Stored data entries
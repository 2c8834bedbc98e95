//! Run diagnostics for omrsheet
//!
//! Recoverable conditions met while turning a workbook into sheets are not
//! errors: they are collected as diagnostics and surfaced to the user once
//! the run completes.

use serde::{Deserialize, Serialize};

/// Diagnostic codes emitted by a batch run
pub mod codes {
    /// A worksheet could not be read as a table and was skipped
    pub const UNREADABLE_SHEET: &str = "W001";
    /// One or more canonical fields have no matching column
    pub const UNRESOLVED_COLUMNS: &str = "I001";
    /// A row was skipped because its track template failed to load
    pub const MISSING_TEMPLATE: &str = "W002";
    /// Two worksheets produced the same output name; the later was renamed
    pub const NAME_COLLISION: &str = "W003";
    /// A worksheet produced no pages, so no document was written for it
    pub const EMPTY_SHEET: &str = "W004";
    /// Neither template could be loaded
    pub const NO_TEMPLATES: &str = "E001";
}

/// A diagnostic message produced during a run
///
/// # Example
///
/// ```
/// use omrsheet_core::diagnostics::{Diagnostic, Severity};
///
/// let diag = Diagnostic::warning("Could not read sheet")
///     .with_code("W001")
///     .with_sheet("Class 4");
/// assert_eq!(diag.severity, Severity::Warning);
/// ```
#[derive(Debug, Clone, PartialEq, Serialize, Deserialize)]
pub struct Diagnostic {
    /// Severity level of the diagnostic
    pub severity: Severity,

    /// The diagnostic message
    pub message: String,

    /// Optional diagnostic code (e.g., "W001")
    #[serde(default, skip_serializing_if = "Option::is_none")]
    pub code: Option<String>,

    /// Worksheet the diagnostic refers to
    #[serde(default, skip_serializing_if = "Option::is_none")]
    pub sheet: Option<String>,

    /// Worksheet row (1-indexed, as numbered by spreadsheet applications)
    #[serde(default, skip_serializing_if = "Option::is_none")]
    pub row: Option<usize>,
}

/// Severity level of a diagnostic
#[derive(Debug, Clone, Copy, PartialEq, Eq, PartialOrd, Ord, Hash, Serialize, Deserialize)]
#[serde(rename_all = "lowercase")]
pub enum Severity {
    /// Informational message, output is still complete
    Info,

    /// Something was skipped
    Warning,

    /// The run could not proceed
    Error,
}

impl Diagnostic {
    /// Create a new diagnostic
    pub fn new(severity: Severity, message: impl Into<String>) -> Self {
        Self {
            severity,
            message: message.into(),
            code: None,
            sheet: None,
            row: None,
        }
    }

    /// Create an error diagnostic
    pub fn error(message: impl Into<String>) -> Self {
        Self::new(Severity::Error, message)
    }

    /// Create a warning diagnostic
    pub fn warning(message: impl Into<String>) -> Self {
        Self::new(Severity::Warning, message)
    }

    /// Create an info diagnostic
    pub fn info(message: impl Into<String>) -> Self {
        Self::new(Severity::Info, message)
    }

    /// Set the diagnostic code
    pub fn with_code(mut self, code: impl Into<String>) -> Self {
        self.code = Some(code.into());
        self
    }

    /// Set the worksheet name
    pub fn with_sheet(mut self, sheet: impl Into<String>) -> Self {
        self.sheet = Some(sheet.into());
        self
    }

    /// Set the worksheet row number
    pub fn with_row(mut self, row: usize) -> Self {
        self.row = Some(row);
        self
    }

    /// Check if this is an error-level diagnostic
    pub fn is_error(&self) -> bool {
        matches!(self.severity, Severity::Error)
    }

    /// Check if this is a warning-level diagnostic
    pub fn is_warning(&self) -> bool {
        matches!(self.severity, Severity::Warning)
    }
}

impl std::fmt::Display for Severity {
    fn fmt(&self, f: &mut std::fmt::Formatter<'_>) -> std::fmt::Result {
        match self {
            Severity::Info => write!(f, "info"),
            Severity::Warning => write!(f, "warning"),
            Severity::Error => write!(f, "error"),
        }
    }
}

impl std::fmt::Display for Diagnostic {
    fn fmt(&self, f: &mut std::fmt::Formatter<'_>) -> std::fmt::Result {
        // Format: severity[code]: message
        write!(f, "{}", self.severity)?;
        if let Some(ref code) = self.code {
            write!(f, "[{}]", code)?;
        }
        write!(f, ": {}", self.message)?;

        if let Some(ref sheet) = self.sheet {
            write!(f, "\n  --> sheet '{}'", sheet)?;
            if let Some(row) = self.row {
                write!(f, ", row {}", row)?;
            }
        }

        Ok(())
    }
}

/// A collection of diagnostics
#[derive(Debug, Clone, Default, Serialize)]
#[serde(transparent)]
pub struct Diagnostics {
    diagnostics: Vec<Diagnostic>,
}

impl Diagnostics {
    /// Create a new empty diagnostics collection
    pub fn new() -> Self {
        Self::default()
    }

    /// Add a diagnostic
    pub fn push(&mut self, diagnostic: Diagnostic) {
        self.diagnostics.push(diagnostic);
    }

    /// Check if there are any errors
    pub fn has_errors(&self) -> bool {
        self.diagnostics.iter().any(|d| d.is_error())
    }

    /// Get the number of warnings
    pub fn warning_count(&self) -> usize {
        self.diagnostics.iter().filter(|d| d.is_warning()).count()
    }

    /// Diagnostics carrying the given code
    pub fn with_code<'a>(&'a self, code: &'a str) -> impl Iterator<Item = &'a Diagnostic> {
        self.diagnostics
            .iter()
            .filter(move |d| d.code.as_deref() == Some(code))
    }

    /// Get all diagnostics
    pub fn iter(&self) -> impl Iterator<Item = &Diagnostic> {
        self.diagnostics.iter()
    }

    /// Check if empty
    pub fn is_empty(&self) -> bool {
        self.diagnostics.is_empty()
    }

    /// Get the count
    pub fn len(&self) -> usize {
        self.diagnostics.len()
    }
}

impl IntoIterator for Diagnostics {
    type Item = Diagnostic;
    type IntoIter = std::vec::IntoIter<Diagnostic>;

    fn into_iter(self) -> Self::IntoIter {
        self.diagnostics.into_iter()
    }
}
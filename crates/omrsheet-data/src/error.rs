//! Error types for roster sources.

use thiserror::Error;

/// Result type for data operations
pub type Result<T> = std::result::Result<T, DataError>;

/// Errors that can occur while reading a roster workbook
#[derive(Debug, Error)]
pub enum DataError {
    /// File not found
    #[error("File not found: {0}")]
    FileNotFound(String),

    /// Failed to open workbook
    #[error("Failed to open workbook: {0}")]
    WorkbookOpen(String),

    /// Sheet not found in workbook
    #[error("Sheet not found: {0}")]
    SheetNotFound(String),

    /// Sheet exists but could not be decoded as a table
    #[error("Could not read sheet '{sheet}': {reason}")]
    SheetUnreadable { sheet: String, reason: String },

    /// IO error
    #[error("IO error: {0}")]
    Io(#[from] std::io::Error),
}
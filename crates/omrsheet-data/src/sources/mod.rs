//! Roster source implementations.
//!
//! This module contains adapters for workbook formats.

pub mod excel;

pub use excel::ExcelSource;

use crate::error::Result;
use crate::table::SheetTable;

/// Trait for multi-sheet sources of roster rows
pub trait RosterSource {
    /// List worksheet names in workbook order
    fn sheet_names(&self) -> Vec<String>;

    /// Read one worksheet as a table
    ///
    /// An `Err` here only affects this sheet; callers may continue with the
    /// remaining ones.
    fn read_sheet(&mut self, sheet: &str) -> Result<SheetTable>;
}
//! omrsheet CLI binary entry point
//!
//! Installs logging, then calls the library's `run_cli()` function.

use anyhow::Result;
use omrsheet_cli::run_cli;

fn main() -> Result<()> {
    // Logs go to stderr so JSON reports on stdout stay clean
    tracing_subscriber::fmt()
        .with_env_filter(
            tracing_subscriber::EnvFilter::from_default_env()
                .add_directive(tracing::Level::INFO.into()),
        )
        .with_writer(std::io::stderr)
        .init();

    run_cli()
}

# Try it
Line by line, please copy the records above exactly.

# Solution to the exercise
repository 2c8834bedbc98e95
//! Run diagnostics for omrsheet
//!
//! Recoverable conditions met while turning a workbook into sheets are not
//! errors: they are collected as diagnostics and surfaced to the user once
//! the run completes.

use serde::{Deserialize, Serialize};

/// Diagnostic codes emitted by a batch run
pub mod codes {
    /// A worksheet could not be read as a table and was skipped
    pub const UNREADABLE_SHEET: &str = "W001";
    /// One or more canonical fields have no matching column
    pub const UNRESOLVED_COLUMNS: &str = "I001";
    /// A row was skipped because its track template failed to load
    pub const MISSING_TEMPLATE: &str = "W002";
    /// Two worksheets produced the same output name; the later was renamed
    pub const NAME_COLLISION: &str = "W003";
    /// A worksheet produced no pages, so no document was written for it
    pub const EMPTY_SHEET: &str = "W004";
    /// Neither template could be loaded
    pub const NO_TEMPLATES: &str = "E001";
}

/// A diagnostic message produced during a run
///
/// # Example
///
/// ```
/// use omrsheet_core::diagnostics::{Diagnostic, Severity};
///
/// let diag = Diagnostic::warning("Could not read sheet")
///     .with_code("W001")
///     .with_sheet("Class 4");
/// assert_eq!(diag.severity, Severity::Warning);
/// ```
#[derive(Debug, Clone, PartialEq, Serialize, Deserialize)]
pub struct Diagnostic {
    /// Severity level of the diagnostic
    pub severity: Severity,

    /// The diagnostic message
    pub message: String,

    /// Optional diagnostic code (e.g., "W001")
    #[serde(default, skip_serializing_if = "Option::is_none")]
    pub code: Option<String>,

    /// Worksheet the diagnostic refers to
    #[serde(default, skip_serializing_if = "Option::is_none")]
    pub sheet: Option<String>,

    /// Worksheet row (1-indexed, as numbered by spreadsheet applications)
    #[serde(default, skip_serializing_if = "Option::is_none")]
    pub row: Option<usize>,
}

/// Severity level of a diagnostic
#[derive(Debug, Clone, Copy, PartialEq, Eq, PartialOrd, Ord, Hash, Serialize, Deserialize)]
#[serde(rename_all = "lowercase")]
pub enum Severity {
    /// Informational message, output is still complete
    Info,

    /// Something was skipped
    Warning,

    /// The run could not proceed
    Error,
}

impl Diagnostic {
    /// Create a new diagnostic
    pub fn new(severity: Severity, message: impl Into<String>) -> Self {
        Self {
            severity,
            message: message.into(),
            code: None,
            sheet: None,
            row: None,
        }
    }

    /// Create an error diagnostic
    pub fn error(message: impl Into<String>) -> Self {
        Self::new(Severity::Error, message)
    }

    /// Create a warning diagnostic
    pub fn warning(message: impl Into<String>) -> Self {
        Self::new(Severity::Warning, message)
    }

    /// Create an info diagnostic
    pub fn info(message: impl Into<String>) -> Self {
        Self::new(Severity::Info, message)
    }

    /// Set the diagnostic code
    pub fn with_code(mut self, code: impl Into<String>) -> Self {
        self.code = Some(code.into());
        self
    }

    /// Set the worksheet name
    pub fn with_sheet(mut self, sheet: impl Into<String>) -> Self {
        self.sheet = Some(sheet.into());
        self
    }

    /// Set the worksheet row number
    pub fn with_row(mut self, row: usize) -> Self {
        self.row = Some(row);
        self
    }

    /// Check if this is an error-level diagnostic
    pub fn is_error(&self) -> bool {
        matches!(self.severity, Severity::Error)
    }

    /// Check if this is a warning-level diagnostic
    pub fn is_warning(&self) -> bool {
        matches!(self.severity, Severity::Warning)
    }
}

impl std::fmt::Display for Severity {
    fn fmt(&self, f: &mut std::fmt::Formatter<'_>) -> std::fmt::Result {
        match self {
            Severity::Info => write!(f, "info"),
            Severity::Warning => write!(f, "warning"),
            Severity::Error => write!(f, "error"),
        }
    }
}

impl std::fmt::Display for Diagnostic {
    fn fmt(&self, f: &mut std::fmt::Formatter<'_>) -> std::fmt::Result {
        // Format: severity[code]: message
        write!(f, "{}", self.severity)?;
        if let Some(ref code) = self.code {
            write!(f, "[{}]", code)?;
        }
        write!(f, ": {}", self.message)?;

        if let Some(ref sheet) = self.sheet {
            write!(f, "\n  --> sheet '{}'", sheet)?;
            if let Some(row) = self.row {
                write!(f, ", row {}", row)?;
            }
        }

        Ok(())
    }
}

/// A collection of diagnostics
#[derive(Debug, Clone, Default, Serialize)]
#[serde(transparent)]
pub struct Diagnostics {
    diagnostics: Vec<Diagnostic>,
}

impl Diagnostics {
    /// Create a new empty diagnostics collection
    pub fn new() -> Self {
        Self::default()
    }

    /// Add a diagnostic
    pub fn push(&mut self, diagnostic: Diagnostic) {
        self.diagnostics.push(diagnostic);
    }

    /// Check if there are any errors
    pub fn has_errors(&self) -> bool {
        self.diagnostics.iter().any(|d| d.is_error())
    }

    /// Get the number of warnings
    pub fn warning_count(&self) -> usize {
        self.diagnostics.iter().filter(|d| d.is_warning()).count()
    }

    /// Diagnostics carrying the given code
    pub fn with_code<'a>(&'a self, code: &'a str) -> impl Iterator<Item = &'a Diagnostic> {
        self.diagnostics
            .iter()
            .filter(move |d| d.code.as_deref() == Some(code))
    }

    /// Get all diagnostics
    pub fn iter(&self) -> impl Iterator<Item = &Diagnostic> {
        self.diagnostics.iter()
    }

    /// Check if empty
    pub fn is_empty(&self) -> bool {
        self.diagnostics.is_empty()
    }

    /// Get the count
    pub fn len(&self) -> usize {
        self.diagnostics.len()
    }
}

impl IntoIterator for Diagnostics {
    type Item = Diagnostic;
    type IntoIter = std::vec::IntoIter<Diagnostic>;

    fn into_iter(self) -> Self::IntoIter {
        self.diagnostics.into_iter()
    }
}
filename crates/omrsheet-data/src/error.rs
//! Error types for roster sources.

use thiserror::Error;

/// Result type for data operations
pub type Result<T> = std::result::Result<T, DataError>;

/// Errors that can occur while reading a roster workbook
#[derive(Debug, Error)]
pub enum DataError {
    /// File not found
    #[error("File not found: {0}")]
    FileNotFound(String),

    /// Failed to open workbook
    #[error("Failed to open workbook: {0}")]
    WorkbookOpen(String),

    /// Sheet not found in workbook
    #[error("Sheet not found: {0}")]
    SheetNotFound(String),

    /// Sheet exists but could not be decoded as a table
    #[error("Could not read sheet '{sheet}': {reason}")]
    SheetUnreadable { sheet: String, reason: String },

    /// IO error
    #[error("IO error: {0}")]
    Io(#[from] std::io::Error),
}
filename crates/omrsheet-data/src/sources/mod.rs
//! Roster source implementations.
//!
//! This module contains adapters for workbook formats.

pub mod excel;

pub use excel::ExcelSource;

use crate::error::Result;
use crate::table::SheetTable;

/// Trait for multi-sheet sources of roster rows
pub trait RosterSource {
    /// List worksheet names in workbook order
    fn sheet_names(&self) -> Vec<String>;

    /// Read one worksheet as a table
    ///
    /// An `Err` here only affects this sheet; callers may continue with the
    /// remaining ones.
    fn read_sheet(&mut self, sheet: &str) -> Result<SheetTable>;
}
//! omrsheet CLI binary entry point
//!
//! Installs logging, then calls the library's `run_cli()` function.

use anyhow::Result;
use omrsheet_cli::run_cli;

fn main() -> Result<()> {
    // Logs go to stderr so JSON reports on stdout stay clean
    tracing_subscriber::fmt()
        .with_env_filter(
            tracing_subscriber::EnvFilter::from_default_env()
                .add_directive(tracing::Level::INFO.into()),
        )
        .with_writer(std::io::stderr)
        .init();

    run_cli()
}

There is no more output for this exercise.